# DESCRIPTION OF THE TASK:
Filter the data below, keeping only lines that contain "move".

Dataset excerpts

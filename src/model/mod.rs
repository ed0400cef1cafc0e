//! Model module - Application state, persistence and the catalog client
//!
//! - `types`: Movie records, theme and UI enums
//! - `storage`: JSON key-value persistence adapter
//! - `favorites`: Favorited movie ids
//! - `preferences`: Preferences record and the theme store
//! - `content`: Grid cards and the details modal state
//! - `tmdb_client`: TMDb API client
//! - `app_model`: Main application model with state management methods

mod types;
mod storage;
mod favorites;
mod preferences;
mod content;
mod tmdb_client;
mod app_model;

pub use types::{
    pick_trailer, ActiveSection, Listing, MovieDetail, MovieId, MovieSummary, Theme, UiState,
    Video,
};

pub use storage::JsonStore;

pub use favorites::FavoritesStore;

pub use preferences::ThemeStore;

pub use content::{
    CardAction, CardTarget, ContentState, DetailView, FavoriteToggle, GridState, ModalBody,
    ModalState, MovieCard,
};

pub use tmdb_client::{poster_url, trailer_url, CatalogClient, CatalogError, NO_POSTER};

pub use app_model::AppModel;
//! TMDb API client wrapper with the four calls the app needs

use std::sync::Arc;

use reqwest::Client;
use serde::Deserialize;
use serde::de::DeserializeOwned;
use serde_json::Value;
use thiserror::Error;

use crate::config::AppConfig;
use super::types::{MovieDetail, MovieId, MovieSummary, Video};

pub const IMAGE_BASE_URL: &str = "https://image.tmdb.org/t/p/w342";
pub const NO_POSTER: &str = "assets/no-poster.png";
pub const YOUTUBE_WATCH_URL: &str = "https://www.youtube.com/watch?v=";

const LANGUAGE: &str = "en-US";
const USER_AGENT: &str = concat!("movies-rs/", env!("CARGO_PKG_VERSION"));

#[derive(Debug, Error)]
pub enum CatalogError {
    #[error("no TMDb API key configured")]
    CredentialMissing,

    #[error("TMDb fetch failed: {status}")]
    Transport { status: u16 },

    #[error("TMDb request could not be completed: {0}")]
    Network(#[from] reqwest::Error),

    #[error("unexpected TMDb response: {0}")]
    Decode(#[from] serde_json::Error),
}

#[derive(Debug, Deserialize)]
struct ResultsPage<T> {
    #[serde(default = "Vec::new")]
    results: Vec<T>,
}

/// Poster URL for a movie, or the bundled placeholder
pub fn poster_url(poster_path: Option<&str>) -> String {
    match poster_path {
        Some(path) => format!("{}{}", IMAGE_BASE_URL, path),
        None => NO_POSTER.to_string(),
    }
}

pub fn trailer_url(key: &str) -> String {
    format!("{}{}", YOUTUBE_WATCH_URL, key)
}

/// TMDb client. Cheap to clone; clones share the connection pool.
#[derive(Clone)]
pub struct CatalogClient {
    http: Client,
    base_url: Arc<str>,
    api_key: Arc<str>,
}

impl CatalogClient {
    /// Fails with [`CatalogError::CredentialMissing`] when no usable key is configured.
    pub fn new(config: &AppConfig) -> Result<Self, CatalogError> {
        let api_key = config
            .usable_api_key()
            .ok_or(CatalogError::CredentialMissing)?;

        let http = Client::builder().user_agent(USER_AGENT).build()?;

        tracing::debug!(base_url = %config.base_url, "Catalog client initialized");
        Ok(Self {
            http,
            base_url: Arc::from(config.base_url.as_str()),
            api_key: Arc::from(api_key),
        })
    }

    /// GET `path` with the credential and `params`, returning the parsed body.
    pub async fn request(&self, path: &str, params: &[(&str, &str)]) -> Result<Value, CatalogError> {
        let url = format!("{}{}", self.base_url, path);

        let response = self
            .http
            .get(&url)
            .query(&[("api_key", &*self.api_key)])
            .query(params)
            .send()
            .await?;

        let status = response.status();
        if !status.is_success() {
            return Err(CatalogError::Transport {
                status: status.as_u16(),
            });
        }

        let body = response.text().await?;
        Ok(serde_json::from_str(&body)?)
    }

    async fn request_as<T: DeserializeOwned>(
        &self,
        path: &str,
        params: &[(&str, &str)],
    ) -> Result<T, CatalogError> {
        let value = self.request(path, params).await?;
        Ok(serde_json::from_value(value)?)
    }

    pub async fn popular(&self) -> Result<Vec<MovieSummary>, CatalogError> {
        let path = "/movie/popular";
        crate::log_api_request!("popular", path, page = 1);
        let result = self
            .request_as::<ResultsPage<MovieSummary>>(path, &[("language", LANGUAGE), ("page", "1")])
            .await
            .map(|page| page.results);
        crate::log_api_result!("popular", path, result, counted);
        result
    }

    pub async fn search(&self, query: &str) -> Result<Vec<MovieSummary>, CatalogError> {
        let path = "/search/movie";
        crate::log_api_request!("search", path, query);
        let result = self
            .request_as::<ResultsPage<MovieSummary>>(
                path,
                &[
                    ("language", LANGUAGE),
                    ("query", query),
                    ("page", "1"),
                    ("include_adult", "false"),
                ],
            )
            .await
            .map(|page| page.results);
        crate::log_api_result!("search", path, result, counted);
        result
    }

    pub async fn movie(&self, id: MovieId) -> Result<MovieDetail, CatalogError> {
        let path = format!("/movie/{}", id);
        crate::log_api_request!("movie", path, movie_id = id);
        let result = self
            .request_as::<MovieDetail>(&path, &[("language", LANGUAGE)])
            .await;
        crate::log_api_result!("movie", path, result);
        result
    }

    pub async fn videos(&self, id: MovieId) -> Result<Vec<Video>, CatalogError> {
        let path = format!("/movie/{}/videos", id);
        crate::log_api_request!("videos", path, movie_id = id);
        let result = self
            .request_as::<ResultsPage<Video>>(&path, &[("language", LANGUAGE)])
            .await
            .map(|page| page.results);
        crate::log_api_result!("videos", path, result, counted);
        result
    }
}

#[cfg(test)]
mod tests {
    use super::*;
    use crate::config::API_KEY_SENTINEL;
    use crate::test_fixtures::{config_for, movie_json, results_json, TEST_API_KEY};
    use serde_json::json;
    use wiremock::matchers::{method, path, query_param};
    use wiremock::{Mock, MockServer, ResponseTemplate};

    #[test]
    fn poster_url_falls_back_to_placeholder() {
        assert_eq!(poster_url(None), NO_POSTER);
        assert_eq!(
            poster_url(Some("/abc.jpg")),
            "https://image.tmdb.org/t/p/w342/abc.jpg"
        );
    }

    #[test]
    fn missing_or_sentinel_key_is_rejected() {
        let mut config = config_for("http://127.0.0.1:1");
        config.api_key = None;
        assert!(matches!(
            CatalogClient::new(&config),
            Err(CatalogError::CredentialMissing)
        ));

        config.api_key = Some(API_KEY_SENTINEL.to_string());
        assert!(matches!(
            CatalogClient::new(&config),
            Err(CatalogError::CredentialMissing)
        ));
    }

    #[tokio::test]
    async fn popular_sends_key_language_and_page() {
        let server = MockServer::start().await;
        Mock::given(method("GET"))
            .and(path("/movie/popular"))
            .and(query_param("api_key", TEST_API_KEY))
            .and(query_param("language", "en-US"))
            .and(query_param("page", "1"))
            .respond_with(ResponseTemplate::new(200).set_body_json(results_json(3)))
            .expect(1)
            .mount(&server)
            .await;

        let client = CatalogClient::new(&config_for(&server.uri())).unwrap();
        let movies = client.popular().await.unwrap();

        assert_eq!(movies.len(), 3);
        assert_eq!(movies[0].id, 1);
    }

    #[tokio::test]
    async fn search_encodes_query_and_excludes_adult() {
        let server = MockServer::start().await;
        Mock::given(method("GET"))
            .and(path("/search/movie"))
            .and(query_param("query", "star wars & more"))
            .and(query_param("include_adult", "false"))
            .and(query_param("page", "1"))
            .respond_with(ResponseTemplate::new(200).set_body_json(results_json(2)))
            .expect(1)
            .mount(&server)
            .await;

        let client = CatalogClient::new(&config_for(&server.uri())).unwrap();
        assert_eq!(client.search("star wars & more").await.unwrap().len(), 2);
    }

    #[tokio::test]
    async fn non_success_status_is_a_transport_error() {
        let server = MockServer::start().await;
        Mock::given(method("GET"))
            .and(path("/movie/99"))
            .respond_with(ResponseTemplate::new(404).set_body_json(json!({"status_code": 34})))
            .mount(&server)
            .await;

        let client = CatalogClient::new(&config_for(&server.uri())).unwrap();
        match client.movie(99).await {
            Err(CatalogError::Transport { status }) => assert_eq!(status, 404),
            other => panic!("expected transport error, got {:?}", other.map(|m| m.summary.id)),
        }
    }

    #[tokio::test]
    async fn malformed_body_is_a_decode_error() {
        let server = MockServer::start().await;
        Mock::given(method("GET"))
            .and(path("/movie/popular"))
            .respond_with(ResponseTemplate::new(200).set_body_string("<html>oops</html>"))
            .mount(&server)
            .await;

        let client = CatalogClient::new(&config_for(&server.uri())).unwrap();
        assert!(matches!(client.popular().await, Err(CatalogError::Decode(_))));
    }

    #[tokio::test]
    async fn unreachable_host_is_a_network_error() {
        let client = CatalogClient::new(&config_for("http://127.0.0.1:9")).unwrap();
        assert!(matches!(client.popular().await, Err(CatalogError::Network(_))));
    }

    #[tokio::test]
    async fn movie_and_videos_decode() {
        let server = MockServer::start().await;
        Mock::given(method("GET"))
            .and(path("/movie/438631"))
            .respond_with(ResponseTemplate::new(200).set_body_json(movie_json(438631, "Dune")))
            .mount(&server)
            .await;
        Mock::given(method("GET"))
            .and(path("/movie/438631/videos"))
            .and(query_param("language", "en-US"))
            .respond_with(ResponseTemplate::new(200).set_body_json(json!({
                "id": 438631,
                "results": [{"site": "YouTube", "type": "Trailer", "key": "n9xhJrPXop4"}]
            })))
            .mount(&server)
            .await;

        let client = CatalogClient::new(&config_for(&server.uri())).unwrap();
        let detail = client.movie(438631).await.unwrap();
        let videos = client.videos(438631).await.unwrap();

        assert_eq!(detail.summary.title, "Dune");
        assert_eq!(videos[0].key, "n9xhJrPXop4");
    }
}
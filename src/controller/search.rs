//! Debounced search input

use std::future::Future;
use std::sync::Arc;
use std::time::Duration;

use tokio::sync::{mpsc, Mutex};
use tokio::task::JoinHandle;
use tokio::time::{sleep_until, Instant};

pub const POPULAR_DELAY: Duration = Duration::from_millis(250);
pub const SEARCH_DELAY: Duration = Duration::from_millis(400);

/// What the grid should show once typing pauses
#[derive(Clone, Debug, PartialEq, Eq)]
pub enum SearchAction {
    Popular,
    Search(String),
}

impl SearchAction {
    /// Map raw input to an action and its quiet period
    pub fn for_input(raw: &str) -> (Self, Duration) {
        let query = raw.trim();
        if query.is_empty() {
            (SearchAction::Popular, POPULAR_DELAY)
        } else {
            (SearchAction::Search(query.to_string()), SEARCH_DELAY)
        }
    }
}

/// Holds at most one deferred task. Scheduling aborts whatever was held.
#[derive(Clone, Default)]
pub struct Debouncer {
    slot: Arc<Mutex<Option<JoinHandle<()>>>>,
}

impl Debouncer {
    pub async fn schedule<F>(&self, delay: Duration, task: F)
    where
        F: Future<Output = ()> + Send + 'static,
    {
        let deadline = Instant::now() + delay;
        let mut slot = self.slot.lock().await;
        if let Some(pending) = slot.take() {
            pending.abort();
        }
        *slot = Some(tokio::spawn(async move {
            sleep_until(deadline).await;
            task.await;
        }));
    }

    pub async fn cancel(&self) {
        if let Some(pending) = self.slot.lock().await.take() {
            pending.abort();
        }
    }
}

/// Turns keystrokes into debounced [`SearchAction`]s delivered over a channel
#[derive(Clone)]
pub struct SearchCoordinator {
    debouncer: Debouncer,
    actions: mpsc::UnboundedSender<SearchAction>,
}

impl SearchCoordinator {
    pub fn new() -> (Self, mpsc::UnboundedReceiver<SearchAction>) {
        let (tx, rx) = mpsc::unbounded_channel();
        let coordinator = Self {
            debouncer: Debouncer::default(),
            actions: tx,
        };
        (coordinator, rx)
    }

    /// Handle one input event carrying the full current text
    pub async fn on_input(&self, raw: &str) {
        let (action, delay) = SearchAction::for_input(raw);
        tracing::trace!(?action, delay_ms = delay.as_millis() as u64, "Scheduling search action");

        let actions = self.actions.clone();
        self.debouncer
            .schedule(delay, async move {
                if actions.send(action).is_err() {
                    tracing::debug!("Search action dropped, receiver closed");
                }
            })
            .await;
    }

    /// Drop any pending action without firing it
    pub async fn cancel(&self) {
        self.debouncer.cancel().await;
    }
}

# RESULT OF THE TASK:
        *slot = Some(tokio::spawn(async move {
            .schedule(delay, async move {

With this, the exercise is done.